Les chocolatiers face à un amer dilemme pour Pâques
AFP le 26/03/2024 à 07:05
Les chocolatiers suisses se retrouvent face à un amer dilemme pour Pâques : augmenter leurs prix face à la flambée des cours du cacao au risque de couper l'appétit des consommateurs déjà assommés par l'inflation ou laisser fondre leurs marges ? La semaine passée, le cacao a battu de nouveaux records, frôlant les 9 000 dollars la tonne à New York et dépassant les 7 000 livres sterling à Londres, ce qui va forcer les chocolatiers à augmenter encore leurs prix, même si leur marge de manoeuvre est limitée avec la baisse de moral des ménages.
Début mars déjà, Lindt & Sprüngli avait averti que ses prix vont de nouveau augmenter en 2024 et 2025 après avoir été déjà relevés de 10,1 % en moyenne en 2023, le groupe misant sur ses produits à plus forte marge, comme les pralines ou lapins de Pâques, pour absorber le choc.
L’envolée du cacao, qui s’ajoute aux prix élevés du sucre, « accentue les défis pour le chocolat suisse », a indiqué à l’AFP, Thomas Juch, le directeur des affaires publiques de Chocosuisse, la fédération patronale du secteur.
Cette flambée du cacao intervient dans un « contexte de sensibilité accrue aux prix » de la part des consommateurs et se fait pour l’instant en partie « à la charge des fabricants » qui ne « peuvent pas répercuter intégralement cette hausse sur les prix de vente au détail », puisqu’ils sont ajustés à certains intervalles lors des négociations avec les supermarchés, « et non en continu », souligne-t-il.

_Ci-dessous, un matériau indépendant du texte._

//! Layered protocol parameters.
//!
//! Every message carries a [`Params`] bag; the service carries one holding
//! server-wide defaults. Before a message is processed, the service installs
//! its own bag as the defaults layer of the message bag: local entries win,
//! absent keys fall through. The overlay is not a replacement: writing
//! through the message bag never touches the defaults.

use std::collections::HashMap;
use std::sync::Arc;

/// Parameter key naming the origin server, consumed by the `Server` response
/// interceptor.
pub const ORIGIN_SERVER: &str = "http.origin-server";

/// Parameter key for the protocol version the server speaks natively.
pub const PROTOCOL_VERSION: &str = "http.protocol.version";

/// A single parameter value.
#[derive(Debug, Clone, PartialEq, Eq)]
pub enum ParamValue {
    Str(String),
    Int(i64),
    Bool(bool),
}

impl ParamValue {
    pub fn as_str(&self) -> Option<&str> {
        match self {
            Self::Str(value) => Some(value),
            _ => None,
        }
    }

    pub fn as_int(&self) -> Option<i64> {
        match self {
            Self::Int(value) => Some(*value),
            _ => None,
        }
    }

    pub fn as_bool(&self) -> Option<bool> {
        match self {
            Self::Bool(value) => Some(*value),
            _ => None,
        }
    }
}

impl From<&str> for ParamValue {
    fn from(value: &str) -> Self {
        Self::Str(value.to_owned())
    }
}

impl From<String> for ParamValue {
    fn from(value: String) -> Self {
        Self::Str(value)
    }
}

impl From<i64> for ParamValue {
    fn from(value: i64) -> Self {
        Self::Int(value)
    }
}

impl From<bool> for ParamValue {
    fn from(value: bool) -> Self {
        Self::Bool(value)
    }
}

/// A key/value parameter bag with an optional shared defaults layer.
#[derive(Debug, Clone, Default)]
pub struct Params {
    local: HashMap<String, ParamValue>,
    defaults: Option<Arc<Params>>,
}

impl Params {
    pub fn new() -> Self {
        Self::default()
    }

    /// Sets a local entry, shadowing any default under the same name.
    pub fn set(&mut self, name: impl Into<String>, value: impl Into<ParamValue>) -> &mut Self {
        self.local.insert(name.into(), value.into());
        self
    }

    /// Looks up a parameter, falling through to the defaults layer when the
    /// name has no local entry.
    pub fn get(&self, name: &str) -> Option<&ParamValue> {
        match self.local.get(name) {
            Some(value) => Some(value),
            None => self.defaults.as_ref().and_then(|defaults| defaults.get(name)),
        }
    }

    pub fn str_param(&self, name: &str) -> Option<&str> {
        self.get(name).and_then(ParamValue::as_str)
    }

    pub fn int_param(&self, name: &str) -> Option<i64> {
        self.get(name).and_then(ParamValue::as_int)
    }

    pub fn bool_param(&self, name: &str) -> Option<bool> {
        self.get(name).and_then(ParamValue::as_bool)
    }

    /// Installs the fallback layer. Local entries keep winning; the layer is
    /// shared, never written through.
    pub fn set_defaults(&mut self, defaults: Arc<Params>) {
        self.defaults = Some(defaults);
    }
}

#[cfg(test)]
mod tests {
    use super::*;

    #[test]
    fn local_entry_shadows_default() {
        let mut defaults = Params::new();
        defaults.set(ORIGIN_SERVER, "nio-http/0.1");
        let defaults = Arc::new(defaults);

        let mut params = Params::new();
        params.set(ORIGIN_SERVER, "custom/1.0");
        params.set_defaults(Arc::clone(&defaults));

        assert_eq!(params.str_param(ORIGIN_SERVER), Some("custom/1.0"));
    }

    #[test]
    fn absent_key_falls_through() {
        let mut defaults = Params::new();
        defaults.set("http.socket.timeout", 5_000_i64);
        defaults.set("http.tcp.nodelay", true);

        let mut params = Params::new();
        params.set_defaults(Arc::new(defaults));

        assert_eq!(params.int_param("http.socket.timeout"), Some(5_000));
        assert_eq!(params.bool_param("http.tcp.nodelay"), Some(true));
        assert_eq!(params.get("no.such.param"), None);
    }

    #[test]
    fn overlay_never_writes_the_defaults() {
        let defaults = Arc::new({
            let mut p = Params::new();
            p.set(ORIGIN_SERVER, "nio-http/0.1");
            p
        });

        let mut params = Params::new();
        params.set_defaults(Arc::clone(&defaults));
        params.set(ORIGIN_SERVER, "other/2.0");

        assert_eq!(defaults.str_param(ORIGIN_SERVER), Some("nio-http/0.1"));
        assert_eq!(params.str_param(ORIGIN_SERVER), Some("other/2.0"));
    }

    #[test]
    fn typed_accessors_reject_mismatched_values() {
        let mut params = Params::new();
        params.set("flag", true);

        assert_eq!(params.str_param("flag"), None);
        assert_eq!(params.bool_param("flag"), Some(true));
    }
}
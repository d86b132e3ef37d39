//! Contracts between the I/O reactor and the protocol core.
//!
//! The transport (sockets, TLS, byte-level HTTP framing) lives outside this
//! crate. A reactor implements [`ServerConnection`] (plus the decoder/encoder
//! handles it passes into content events) and drives a
//! [`ConnectionEventHandler`] with readiness callbacks. The reactor may
//! invoke callbacks for different connections in parallel; it is not required
//! to serialize callbacks for the same connection; the event handler does
//! that itself.

use std::io;
use std::sync::Arc;
use std::time::Duration;

use bytes::BytesMut;

use crate::protocol::{Context, HttpError, ProtocolError, Request, Response};

/// Lifecycle state of a connection.
#[derive(Debug, Clone, Copy, PartialEq, Eq)]
pub enum ConnectionStatus {
    Active,
    Closing,
    Closed,
}

/// Readiness toggles on a non-blocking connection.
///
/// These never perform I/O; they adjust the interest set the reactor polls
/// on. The next matching readiness event arrives through the
/// [`ConnectionEventHandler`].
pub trait IoControl: Send + Sync {
    fn request_input(&self);

    fn suspend_input(&self);

    fn request_output(&self);

    fn suspend_output(&self);
}

/// Incremental access to decoded request content.
///
/// The connection owns the wire framing (identity, chunked); a decoder hands
/// out decoded content bytes and reports when the message body is complete.
pub trait ContentDecoder {
    /// Appends available content to `dst`, returning the number of bytes
    /// transferred. Zero means no content is available right now.
    fn read(&mut self, dst: &mut BytesMut) -> io::Result<usize>;

    /// Whether the message body has been fully decoded.
    fn is_completed(&self) -> bool;
}

/// Incremental sink for outgoing response content.
pub trait ContentEncoder {
    /// Writes content bytes, returning how many were accepted. Zero means
    /// the transport buffer is full; yield and wait for the next
    /// output-readiness event.
    fn write(&mut self, src: &[u8]) -> io::Result<usize>;

    /// Marks the message body as complete.
    fn complete(&mut self) -> io::Result<()>;

    /// Whether the message body has been fully encoded.
    fn is_completed(&self) -> bool;
}

/// A non-blocking server-side HTTP connection.
pub trait ServerConnection: IoControl {
    /// The connection-level attribute bag. Lives as long as the connection;
    /// the event handler attaches its per-connection state here.
    fn context(&self) -> &Context;

    /// The request head most recently parsed off the wire, if any.
    fn http_request(&self) -> Option<Request>;

    /// Submits a response head (and buffered entity, if the connection cares)
    /// for writing.
    fn submit_response(&self, response: Response) -> Result<(), HttpError>;

    fn status(&self) -> ConnectionStatus;

    /// Whether a final response head has already been handed to the wire for
    /// the current exchange.
    fn is_response_submitted(&self) -> bool;

    fn set_socket_timeout(&self, timeout: Duration);

    /// Graceful close: pending output is flushed first.
    fn close(&self) -> io::Result<()>;

    /// Immediate teardown.
    fn shutdown(&self) -> io::Result<()>;
}

/// The callback contract a reactor drives.
///
/// `timeout` and `io_error` may fire at any point of the exchange; all other
/// events follow the request/response cycle. Implementations serialize the
/// events of a single connection internally.
pub trait ConnectionEventHandler: Send + Sync {
    /// A new connection is ready for use.
    fn connected(&self, conn: &Arc<dyn ServerConnection>);

    /// The connection has been closed.
    fn closed(&self, conn: &Arc<dyn ServerConnection>);

    /// A request head has been parsed and can be read off the connection.
    fn request_received(&self, conn: &Arc<dyn ServerConnection>);

    /// Decoded request content is available.
    fn input_ready(&self, conn: &Arc<dyn ServerConnection>, decoder: &mut dyn ContentDecoder);

    /// The connection can accept a response head.
    fn response_ready(&self, conn: &Arc<dyn ServerConnection>);

    /// The connection can accept response content.
    fn output_ready(&self, conn: &Arc<dyn ServerConnection>, encoder: &mut dyn ContentEncoder);

    /// No I/O activity within the socket timeout.
    fn timeout(&self, conn: &Arc<dyn ServerConnection>);

    /// The connection failed to parse or frame an HTTP message.
    fn protocol_error(&self, conn: &Arc<dyn ServerConnection>, error: ProtocolError);

    /// The transport failed.
    fn io_error(&self, conn: &Arc<dyn ServerConnection>, error: io::Error);
}
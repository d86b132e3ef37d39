//! HTTP request record.
//!
//! This module provides the request-head representation the service works
//! with. It composes the standard `http` primitives (method, URI, version,
//! header map) with the layered [`Params`] bag, and adds the two predicates
//! the exchange state machine branches on: whether the request encloses an
//! entity, and whether it expects a `100 Continue` acknowledgement.

use http::header::{CONTENT_LENGTH, EXPECT, TRANSFER_ENCODING};
use http::{HeaderMap, Method, Uri, Version};

use crate::protocol::Params;

/// An HTTP request head as delivered by the connection.
///
/// The body is not part of this record; request content arrives incrementally
/// through a content decoder and is consumed by the handler-supplied request
/// consumer.
#[derive(Debug, Clone)]
pub struct Request {
    method: Method,
    uri: Uri,
    version: Version,
    headers: HeaderMap,
    params: Params,
}

impl Request {
    /// Creates a request head with the given method and URI at HTTP/1.1.
    pub fn new(method: Method, uri: Uri) -> Self {
        Self { method, uri, version: Version::HTTP_11, headers: HeaderMap::new(), params: Params::new() }
    }

    pub fn with_version(mut self, version: Version) -> Self {
        self.version = version;
        self
    }

    pub fn method(&self) -> &Method {
        &self.method
    }

    pub fn uri(&self) -> &Uri {
        &self.uri
    }

    pub fn version(&self) -> Version {
        self.version
    }

    pub fn headers(&self) -> &HeaderMap {
        &self.headers
    }

    pub fn headers_mut(&mut self) -> &mut HeaderMap {
        &mut self.headers
    }

    pub fn params(&self) -> &Params {
        &self.params
    }

    pub fn params_mut(&mut self) -> &mut Params {
        &mut self.params
    }

    /// Whether this request encloses an entity body.
    ///
    /// True when a `Transfer-Encoding` is present, or when `Content-Length`
    /// parses to a value greater than zero. A request with
    /// `Content-Length: 0` takes the no-entity fast path; consuming an empty
    /// body and skipping it are observationally identical.
    pub fn is_entity_enclosing(&self) -> bool {
        if self.headers.contains_key(TRANSFER_ENCODING) {
            return true;
        }
        self.headers
            .get(CONTENT_LENGTH)
            .and_then(|value| value.to_str().ok())
            .and_then(|value| value.trim().parse::<u64>().ok())
            .is_some_and(|length| length > 0)
    }

    /// Whether this request declares `Expect: 100-continue` (case-insensitive).
    pub fn expects_continue(&self) -> bool {
        self.headers
            .get(EXPECT)
            .and_then(|value| value.to_str().ok())
            .is_some_and(|value| value.trim().eq_ignore_ascii_case("100-continue"))
    }
}
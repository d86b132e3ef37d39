//! One-shot response submission capability.

use std::sync::atomic::{AtomicBool, Ordering};
use std::sync::{Arc, Mutex};

use thiserror::Error;

use crate::connection::ServerConnection;
use crate::handler::ResponseProducer;
use crate::protocol::HttpError;
use crate::service::Exchange;

/// Misuse of a [`ResponseTrigger`].
#[derive(Debug, Error)]
pub enum TriggerError {
    /// The trigger has already been fired for this exchange.
    #[error("response already triggered")]
    AlreadyTriggered,
}

impl From<TriggerError> for HttpError {
    fn from(error: TriggerError) -> Self {
        HttpError::handler(error)
    }
}

/// Lets a handler submit its response, synchronously or from another thread.
///
/// Firing installs the producer on the exchange and requests output
/// readiness on the connection, both under the exchange lock, so the
/// reactor never observes the readiness request without the producer. The
/// trigger fires at most once; a second attempt returns
/// [`TriggerError::AlreadyTriggered`] and leaves the exchange untouched.
///
/// A fire that lands after the exchange was reset (timeout, connection
/// teardown) installs a producer on an idle exchange bound to a dead
/// connection; the producer is released on the next reset and no response is
/// written. Handlers need no special handling for that race.
pub struct ResponseTrigger {
    exchange: Arc<Mutex<Exchange>>,
    conn: Arc<dyn ServerConnection>,
    triggered: AtomicBool,
}

impl ResponseTrigger {
    pub(crate) fn new(exchange: Arc<Mutex<Exchange>>, conn: Arc<dyn ServerConnection>) -> Self {
        Self { exchange, conn, triggered: AtomicBool::new(false) }
    }

    /// Submits the response producer for this exchange.
    pub fn submit_response(&self, producer: Box<dyn ResponseProducer>) -> Result<(), TriggerError> {
        if self.triggered.swap(true, Ordering::AcqRel) {
            return Err(TriggerError::AlreadyTriggered);
        }
        let mut exchange = self.exchange.lock().unwrap();
        exchange.set_response_producer(producer);
        self.conn.request_output();
        Ok(())
    }

    /// Whether this trigger has already fired.
    pub fn is_triggered(&self) -> bool {
        self.triggered.load(Ordering::Acquire)
    }
}
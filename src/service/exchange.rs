//! Per-connection exchange state.

use std::sync::Arc;

use tracing::debug;

use crate::handler::{RequestConsumer, RequestHandler, ResponseProducer};
use crate::protocol::{Context, Request, Response};
use crate::service::ExceptionListener;

/// The mutable record of the current request/response cycle on one
/// connection.
///
/// Exactly one `Exchange` exists per connection; it is created at the
/// connect event, mutated under its lock by every readiness callback, and
/// reset between cycles and at close. The reset releases the owned consumer
/// and producer exactly once and empties the processing context.
pub(crate) struct Exchange {
    context: Arc<Context>,
    request_handler: Option<Arc<dyn RequestHandler>>,
    request_consumer: Option<Box<dyn RequestConsumer>>,
    response_producer: Option<Box<dyn ResponseProducer>>,
    request: Option<Request>,
    response: Option<Response>,
    handled: bool,
}

impl Exchange {
    pub(crate) fn new() -> Self {
        Self {
            context: Arc::new(Context::new()),
            request_handler: None,
            request_consumer: None,
            response_producer: None,
            request: None,
            response: None,
            handled: false,
        }
    }

    pub(crate) fn context(&self) -> &Arc<Context> {
        &self.context
    }

    pub(crate) fn request_handler(&self) -> Option<&Arc<dyn RequestHandler>> {
        self.request_handler.as_ref()
    }

    pub(crate) fn set_request_handler(&mut self, handler: Arc<dyn RequestHandler>) {
        self.request_handler = Some(handler);
    }

    pub(crate) fn request_consumer_mut(&mut self) -> Option<&mut (dyn RequestConsumer + 'static)> {
        self.request_consumer.as_deref_mut()
    }

    pub(crate) fn set_request_consumer(&mut self, consumer: Box<dyn RequestConsumer>) {
        self.request_consumer = Some(consumer);
    }

    pub(crate) fn response_producer_mut(&mut self) -> Option<&mut (dyn ResponseProducer + 'static)> {
        self.response_producer.as_deref_mut()
    }

    pub(crate) fn set_response_producer(&mut self, producer: Box<dyn ResponseProducer>) {
        self.response_producer = Some(producer);
    }

    pub(crate) fn request(&self) -> Option<&Request> {
        self.request.as_ref()
    }

    pub(crate) fn set_request(&mut self, request: Request) {
        self.request = Some(request);
    }

    pub(crate) fn response(&self) -> Option<&Response> {
        self.response.as_ref()
    }

    pub(crate) fn set_response(&mut self, response: Response) {
        self.response = Some(response);
    }

    pub(crate) fn set_handled(&mut self, handled: bool) {
        self.handled = handled;
    }

    /// Whether the next response-readiness event should commit a head:
    /// a producer is installed and no head has been generated yet.
    pub(crate) fn is_response_ready(&self) -> bool {
        !self.handled && self.response_producer.is_some()
    }

    /// Clears the record for the next cycle, releasing the consumer and the
    /// producer. Consumer close failures are reported through the listener;
    /// producer close failures are dropped.
    pub(crate) fn reset(&mut self, listener: &dyn ExceptionListener) {
        self.request_handler = None;
        if let Some(mut consumer) = self.request_consumer.take() {
            if let Err(err) = consumer.close() {
                listener.on_exception(&err.into());
            }
        }
        if let Some(mut producer) = self.response_producer.take() {
            if let Err(err) = producer.close() {
                debug!(cause = %err, "response producer close failed");
            }
        }
        self.request = None;
        self.response = None;
        self.handled = false;
        self.context.clear();
    }
}

#[cfg(test)]
mod tests {
    use std::io;
    use std::sync::atomic::{AtomicUsize, Ordering};
    use std::sync::Mutex;

    use super::*;
    use crate::connection::{ContentDecoder, ContentEncoder, IoControl};
    use crate::protocol::{HttpError, HTTP_REQUEST};
    use crate::service::LoggingExceptionListener;

    #[derive(Default)]
    struct CloseCountingConsumer {
        closes: Arc<AtomicUsize>,
        close_error: bool,
    }

    impl RequestConsumer for CloseCountingConsumer {
        fn request_received(&mut self, _: &Request) -> Result<(), HttpError> {
            Ok(())
        }

        fn consume_content(&mut self, _: &mut dyn ContentDecoder, _: &dyn IoControl) -> Result<(), HttpError> {
            Ok(())
        }

        fn request_completed(&mut self, _: &Context) {}

        fn failure(&self) -> Option<&HttpError> {
            None
        }

        fn take_result(&mut self) -> Option<Box<dyn std::any::Any + Send>> {
            None
        }

        fn close(&mut self) -> io::Result<()> {
            self.closes.fetch_add(1, Ordering::SeqCst);
            if self.close_error {
                Err(io::Error::new(io::ErrorKind::Other, "close failed"))
            } else {
                Ok(())
            }
        }
    }

    #[derive(Default)]
    struct CloseCountingProducer {
        closes: Arc<AtomicUsize>,
    }

    impl crate::handler::ResponseProducer for CloseCountingProducer {
        fn generate_response(&mut self) -> Result<Response, HttpError> {
            Ok(Response::new(http::StatusCode::OK))
        }

        fn produce_content(&mut self, _: &mut dyn ContentEncoder, _: &dyn IoControl) -> io::Result<()> {
            Ok(())
        }

        fn close(&mut self) -> io::Result<()> {
            self.closes.fetch_add(1, Ordering::SeqCst);
            Ok(())
        }
    }

    #[derive(Default)]
    struct RecordingListener {
        reported: Mutex<Vec<String>>,
    }

    impl ExceptionListener for RecordingListener {
        fn on_exception(&self, error: &HttpError) {
            self.reported.lock().unwrap().push(error.to_string());
        }
    }

    #[test]
    fn reset_clears_every_field_and_the_context() {
        let consumer_closes = Arc::new(AtomicUsize::new(0));
        let producer_closes = Arc::new(AtomicUsize::new(0));

        let mut exchange = Exchange::new();
        exchange.context().set(HTTP_REQUEST, 1_u8);
        exchange
            .set_request_consumer(Box::new(CloseCountingConsumer { closes: Arc::clone(&consumer_closes), close_error: false }));
        exchange.set_response_producer(Box::new(CloseCountingProducer { closes: Arc::clone(&producer_closes) }));
        exchange.set_request(Request::new(http::Method::GET, http::Uri::from_static("/")));
        exchange.set_response(Response::new(http::StatusCode::OK));
        exchange.set_handled(true);

        exchange.reset(&LoggingExceptionListener);

        assert_eq!(consumer_closes.load(Ordering::SeqCst), 1);
        assert_eq!(producer_closes.load(Ordering::SeqCst), 1);
        assert!(exchange.request_consumer_mut().is_none());
        assert!(exchange.response_producer_mut().is_none());
        assert!(exchange.request().is_none());
        assert!(exchange.response().is_none());
        assert!(!exchange.is_response_ready());
        assert!(exchange.context().is_empty());

        // A second reset releases nothing twice.
        exchange.reset(&LoggingExceptionListener);
        assert_eq!(consumer_closes.load(Ordering::SeqCst), 1);
        assert_eq!(producer_closes.load(Ordering::SeqCst), 1);
    }

    #[test]
    fn consumer_close_failure_is_reported() {
        let listener = RecordingListener::default();
        let mut exchange = Exchange::new();
        exchange.set_request_consumer(Box::new(CloseCountingConsumer { closes: Arc::default(), close_error: true }));

        exchange.reset(&listener);
        assert_eq!(listener.reported.lock().unwrap().len(), 1);
    }

    #[test]
    fn response_ready_needs_a_producer_and_an_uncommitted_head() {
        let mut exchange = Exchange::new();
        assert!(!exchange.is_response_ready());

        exchange.set_response_producer(Box::new(CloseCountingProducer::default()));
        assert!(exchange.is_response_ready());

        exchange.set_handled(true);
        assert!(!exchange.is_response_ready());
    }
}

En 2023, l’inflation des prix alimentaires a déjà pesé sur les volumes d’exportations de chocolat suisse, qui ont reculé de 0,2 % à 150.516 tonnes, selon Chocosuisse. Et la consommation par habitant en Suisse, le premier pays consommateur de chocolat au monde, a diminué de 1 %, à 10,9 kg.
Pourtant, les cours du cacao ont encore doublé depuis janvier après une hausse de près de 70 % à New York et de près de 90% à Londres en 2023 suite à de mauvaises récoltes en Côte d’Ivoire et au Ghana, les premiers producteurs de fèves au monde, en raison de fortes pluies et d’une maladie des cabosses, puis d’un épisode de sécheresse.
Ne pas changer les recettes
Une des solutions dans l’industrie agroalimentaire quand les coûts des matières premières explosent consiste à reformuler les recettes.
Mais « rafistoler les recettes et profils de goût maintenant, juste parce que les coûts du cacao ont augmenté, serait à mon avis une erreur », a déclaré le patron de Nestlé, Mark Schneider, lors des résultats annuels du groupe (propriétaire notamment de la marque de pralines Cailler), les consommateurs ayant des attentes très précises pour leurs produits préférés, a-t-il rappelé.
« Les recettes sont sacrées », a aussi insisté Jessica Herschkowitz, responsable de communication chez Camille Bloch, le fabricant des barres de praliné Ragusa.
L’autre solution consiste plutôt à créer de nouveaux produits, Ragusa étant un exemple historique bien connu en Suisse. En 1942, Camille Bloch, qui peinait à importer des fèves en Suisse face à la perturbation des échanges internationaux durant la seconde guerre mondiale, avait inventé cette barre de praliné aux noisettes, dont il disposait en abondance, créant ce qui est devenu depuis une marque culte.
Pas d’autres options
Mais dans l’immédiat, « nous allons devoir passer par la case augmentation des prix comme tous les autres chocolatiers », reconnaît Mme Herschkowitz.
Cette entreprise familiale a « tout fait pour éviter des augmentations de prix », a-t-elle indiqué à l’AFP, notamment en attendant autant que possible « avant de placer nos nouvelles commandes ». Mais la hausse du cacao est telle que « nous n’avons pas d’autres options », explique-t-elle.
Selon Jean-Philippe Bertschy, analyste chez Vontobel, « même si certains groupes étrangers sont moins regardants », les chocolatiers suisses ne peuvent pas transiger avec la qualité. Lindt, par exemple « ne fait aucun compromis » car « la qualité est la base de son succès », a-t-il indiqué à l’AFP.
Pour Adalbert Lechner, le patron de Lindt & Sprûngli, la solution est plutôt de veiller à ce que la gamme de prix soit suffisamment large pour que ses produits soient accessibles « à tous les budgets », à l’image de son lapin de Pâques, disponible en six tailles, allant de 10 grammes à 1 kilo, a-t-il pris en exemple lors des résultats annuels du groupe.